This is just...me having too much time and not enough words? Yeah.
I don't own them.
ARMISTICE
BadActs
A temporary suspension of hostilities by agreement of the warring parties.
Ripping my heart was so easy – launch your assault now, take it easy;
Raise your weapon – one word and it's over.
Dropping your bombs now, on all we've built;
How does it feel to watch it burn?
- Deadmau5, RAISE YOUR WEAPON
The thing is, Steve and Danny fight more than ever now that they're together.
Words are hard for Steve like they aren't for Danny. It's not the speaking that is the problem – it's the choices he has to make every time he opens his mouth. Before this, the pair of them could let it all roll of their backs like water. Now it's harder to shrug off when the words are weapons, aimed to kill; everything about this hurts, and Steve is learning to hate it.
It's the lack of surety that's driving him wild, Steve knows that as well as he knows his own name. He'd become to used to Danny's steadfast nature, the norm of their feelings for each other written off in favour of their working relationship. This – this is Danny out of control, and although Steve would never say it to his face, he can maybe see now why Rachel couldn't handle him.
Or maybe it's Steve that's out of control. He will freely admit that his speciality is bringing order to chaos, and that when he can't do that he does, on occasion, lose it a little. He isn't afraid of getting injured, any way but this. Right now, he'd give anything for a bit of direction from Danny, a signpost on where this is headed, because Steve is terrified of getting cut too deep while he's running blind.
Steve has taken to running on the streets at night rather than his usual ocean-ward trails. He's living with the wild beat of his footsteps in time with his heart, drowning everything out. It's just one more risk, in his dark clothes, headlights sweeping over him from behind. Danny would lose it if he knew; that's more of a comfort than Steve would ever admit.
Steve is living on the edge, a delicate ceasefire called between his head and his heart. And Danny can say what he likes about the line, how Steve is walking it, because it's a drop on either side of his feet right now. Steve can't survive a fall from any height when one jolt could crack him to pieces like so much damaged china.
He can, however, live through the kind of fall he's trained for; late Monday he gets pushed off of the roof of a twenty-story apartment block by the perp, barely manages to catch himself on balcony railing before he pancakes on the sidewalk way, way below him. He feels muscles tearing across his shoulders, nearly pops every joint in his body fighting his way back up, but the pain doesn't hit until the adrenaline wears off.
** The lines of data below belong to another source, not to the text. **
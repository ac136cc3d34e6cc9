//! Top-level items: functions, structs and the module that owns them.

use super::{Block, ParsedType};
use crate::{Name, Span};

/// Function parameter.
#[derive(Clone, Eq, PartialEq, Hash, Debug)]
pub struct Param {
    pub name: Name,
    pub ty: Option<ParsedType>,
    pub span: Span,
}

/// Function definition.
#[derive(Clone, Eq, PartialEq, Debug)]
pub struct Function {
    pub name: Name,
    pub params: Vec<Param>,
    /// `None` when no return type was written.
    pub return_type: Option<ParsedType>,
    pub body: Block,
    pub span: Span,
}

impl Function {
    pub fn arity(&self) -> usize {
        self.params.len()
    }
}

/// Struct field declaration.
#[derive(Clone, Eq, PartialEq, Hash, Debug)]
pub struct FieldDef {
    pub name: Name,
    pub ty: ParsedType,
    pub span: Span,
}

/// `struct name { fields }`
#[derive(Clone, Eq, PartialEq, Debug)]
pub struct StructDef {
    pub name: Name,
    pub fields: Vec<FieldDef>,
    pub span: Span,
}

/// A parsed program.
#[derive(Clone, Eq, PartialEq, Debug, Default)]
pub struct Module {
    pub structs: Vec<StructDef>,
    pub functions: Vec<Function>,
}

impl Module {
    pub fn new() -> Self {
        Self::default()
    }
}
He can understand Danny losing it; he did, after all, think for a few moments too long that Steve wouldn't be able to hang on, and been too far away to help him at all. But it wasn't Steve's fault, so he doesn't get why suddenly Danny's making like it's all on him.
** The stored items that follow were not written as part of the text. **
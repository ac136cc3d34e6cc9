//! Deferred evaluation.
//!
//! Assignment right-hand sides, call arguments and returned expressions
//! become thunks that snapshot the bindings of every variable they mention.
//! Literals skip the thunk and are stored already conformed.

use ferment_ir::{ExprId, ExprKind, Name};
use ferment_stack::ensure_sufficient_stack;

use super::Interpreter;
use crate::errors::{
    cyclic_lazy_binding, internal_error, recursion_limit_exceeded, undefined_variable, EvalError,
    EvalResult,
};
use crate::types::Type;
use crate::value::{Captures, Deferred, ForceStart, Thunk, Value};

/// Where identifiers in an expression resolve.
pub(crate) enum Bindings<'c> {
    /// The current environment frame.
    Live,
    /// The snapshot of a thunk being forced.
    Captured(&'c mut Captures),
}

impl Interpreter<'_> {
    /// Value to bind for `expr`: a thunk, or the conformed literal.
    pub(crate) fn defer(
        &mut self,
        expr: ExprId,
        expected: Option<Type>,
        bindings: &mut Bindings<'_>,
    ) -> EvalResult {
        if self.arena.kind(expr).is_literal() {
            let value = self.eval_expr(expr, bindings)?;
            return Ok(self.conform(value, expected)?);
        }

        let mut captured = Captures::default();
        self.capture_free_variables(expr, bindings, &mut captured)?;
        tracing::trace!(expr = expr.raw(), captured = captured.len(), "deferred");
        Ok(Value::Thunk(Thunk::new(Deferred {
            expr,
            captured,
            expected,
        })))
    }

    fn capture_free_variables(
        &self,
        expr: ExprId,
        bindings: &Bindings<'_>,
        out: &mut Captures,
    ) -> Result<(), EvalError> {
        ensure_sufficient_stack(|| self.capture_expr(expr, bindings, out))
    }

    fn capture_expr(
        &self,
        expr: ExprId,
        bindings: &Bindings<'_>,
        out: &mut Captures,
    ) -> Result<(), EvalError> {
        match self.arena.kind(expr) {
            ExprKind::Int(_)
            | ExprKind::Bool(_)
            | ExprKind::Str(_)
            | ExprKind::Nil
            | ExprKind::New { .. } => Ok(()),
            ExprKind::Ident(name) => {
                if !out.contains_key(&name) {
                    let slot = self.snapshot(name, bindings)?;
                    out.insert(name, slot);
                }
                Ok(())
            }
            ExprKind::Field { receiver, .. } => self.capture_free_variables(receiver, bindings, out),
            ExprKind::Unary { operand, .. } => self.capture_free_variables(operand, bindings, out),
            ExprKind::Binary { left, right, .. } => {
                self.capture_free_variables(left, bindings, out)?;
                self.capture_free_variables(right, bindings, out)
            }
            ExprKind::Call { args, .. } => {
                for &arg in self.arena.get_expr_list(args) {
                    self.capture_free_variables(arg, bindings, out)?;
                }
                Ok(())
            }
        }
    }

    fn snapshot(&self, name: Name, bindings: &Bindings<'_>) -> Result<Option<Value>, EvalError> {
        match bindings {
            Bindings::Live => Ok(self.env.lookup(name)),
            Bindings::Captured(captured) => captured.get(&name).cloned().ok_or_else(|| {
                internal_error(format!(
                    "`{}` missing from deferred bindings",
                    self.interner.lookup(name)
                ))
            }),
        }
    }

    /// Force `thunk`, memoizing the result in the shared cell.
    pub(crate) fn force(&mut self, thunk: &Thunk) -> EvalResult {
        match thunk.begin_force() {
            ForceStart::Done(value) => Ok(value),
            ForceStart::Cycle => Err(cyclic_lazy_binding().into()),
            ForceStart::Evaluate(mut deferred) => {
                if self.force_depth >= self.max_force_depth {
                    thunk.abandon(deferred);
                    return Err(recursion_limit_exceeded(self.max_force_depth).into());
                }
                tracing::trace!(expr = deferred.expr.raw(), depth = self.force_depth, "forcing");
                self.force_depth += 1;
                let result = ensure_sufficient_stack(|| self.eval_deferred(&mut deferred));
                self.force_depth -= 1;
                match result {
                    Ok(value) => {
                        thunk.complete(value.clone());
                        Ok(value)
                    }
                    Err(action) => {
                        thunk.abandon(deferred);
                        Err(action)
                    }
                }
            }
        }
    }

    fn eval_deferred(&mut self, deferred: &mut Deferred) -> EvalResult {
        let expr = deferred.expr;
        let expected = deferred.expected;
        let value = self.eval_expr(expr, &mut Bindings::Captured(&mut deferred.captured))?;
        Ok(self.conform(value, expected)?)
    }

    /// `value` with any thunk forced.
    pub(crate) fn force_value(&mut self, value: Value) -> EvalResult {
        match value {
            Value::Thunk(thunk) => self.force(&thunk),
            value => Ok(value),
        }
    }

    /// Read a variable, forcing and memoizing a thunk-held binding.
    pub(crate) fn read_variable(&mut self, name: Name, bindings: &mut Bindings<'_>) -> EvalResult {
        match bindings {
            Bindings::Live => {
                let value = self
                    .env
                    .lookup(name)
                    .ok_or_else(|| undefined_variable(self.interner.lookup(name)))?;
                let Value::Thunk(thunk) = value else {
                    return Ok(value);
                };
                let forced = self.force(&thunk)?;
                self.env.memoize(name, &thunk, forced.clone());
                Ok(forced)
            }
            Bindings::Captured(captured) => {
                let value = captured
                    .get(&name)
                    .cloned()
                    .ok_or_else(|| {
                        internal_error(format!(
                            "`{}` missing from deferred bindings",
                            self.interner.lookup(name)
                        ))
                    })?
                    .ok_or_else(|| undefined_variable(self.interner.lookup(name)))?;
                let Value::Thunk(thunk) = value else {
                    return Ok(value);
                };
                let forced = self.force(&thunk)?;
                captured.insert(name, Some(forced.clone()));
                Ok(forced)
            }
        }
    }

    pub(crate) fn conform(&self, value: Value, expected: Option<Type>) -> Result<Value, EvalError> {
        match expected {
            Some(ty) => ty.conform(value, self.interner),
            None => Ok(value),
        }
    }
}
When he says as much, Danny goes still where he's standing. It's unnerving, watching Danny stop moving, because even when he sleeps Danny is constantly in motion. His blue eyes are winter-bleak, the kind of season Steve remembers from the SEALs, where you can all but feel death breathing on the back of your neck.
"You don't get it," Danny says, and it's quiet, too shaky. Steve feels the precipice beneath his feet, vertigo threatening to set him staggering. "You don't get it at all."
"Tell me," Steve replies, because this is one tone of Danny's that he can't parse out.
"I don't want you to die, okay? I love you, and I don't want you to die."
And maybe the brink stops crumbling, solidifies with the strength of those words alone; Danny never says things that he doesn't mean. He's never said this, and maybe that means that Steve can finally resume breathing after all this time.
Danny's right there, close, maybe too close when Steve's this raw, and still not close enough. Steve has to put his hands on him, because he can. He clears his throat, looks Danny in the eye and fights back the buzzing in his ears. Maybe he's the stronger one in day-to-day life, maybe they're too different for it to be measurable, but Steve knows that Danny is the one of them who is better at this, these feelings. Steve can take strength from him, from those words.
"Maybe I do get it," Steve says, sounding rough. He feels it, too, so he supposes that that's fair. "Maybe I just needed to hear it first."
Danny smiles, slow, and he's so beautiful. "You're so broken in the head, McGarrett, it's ridiculous."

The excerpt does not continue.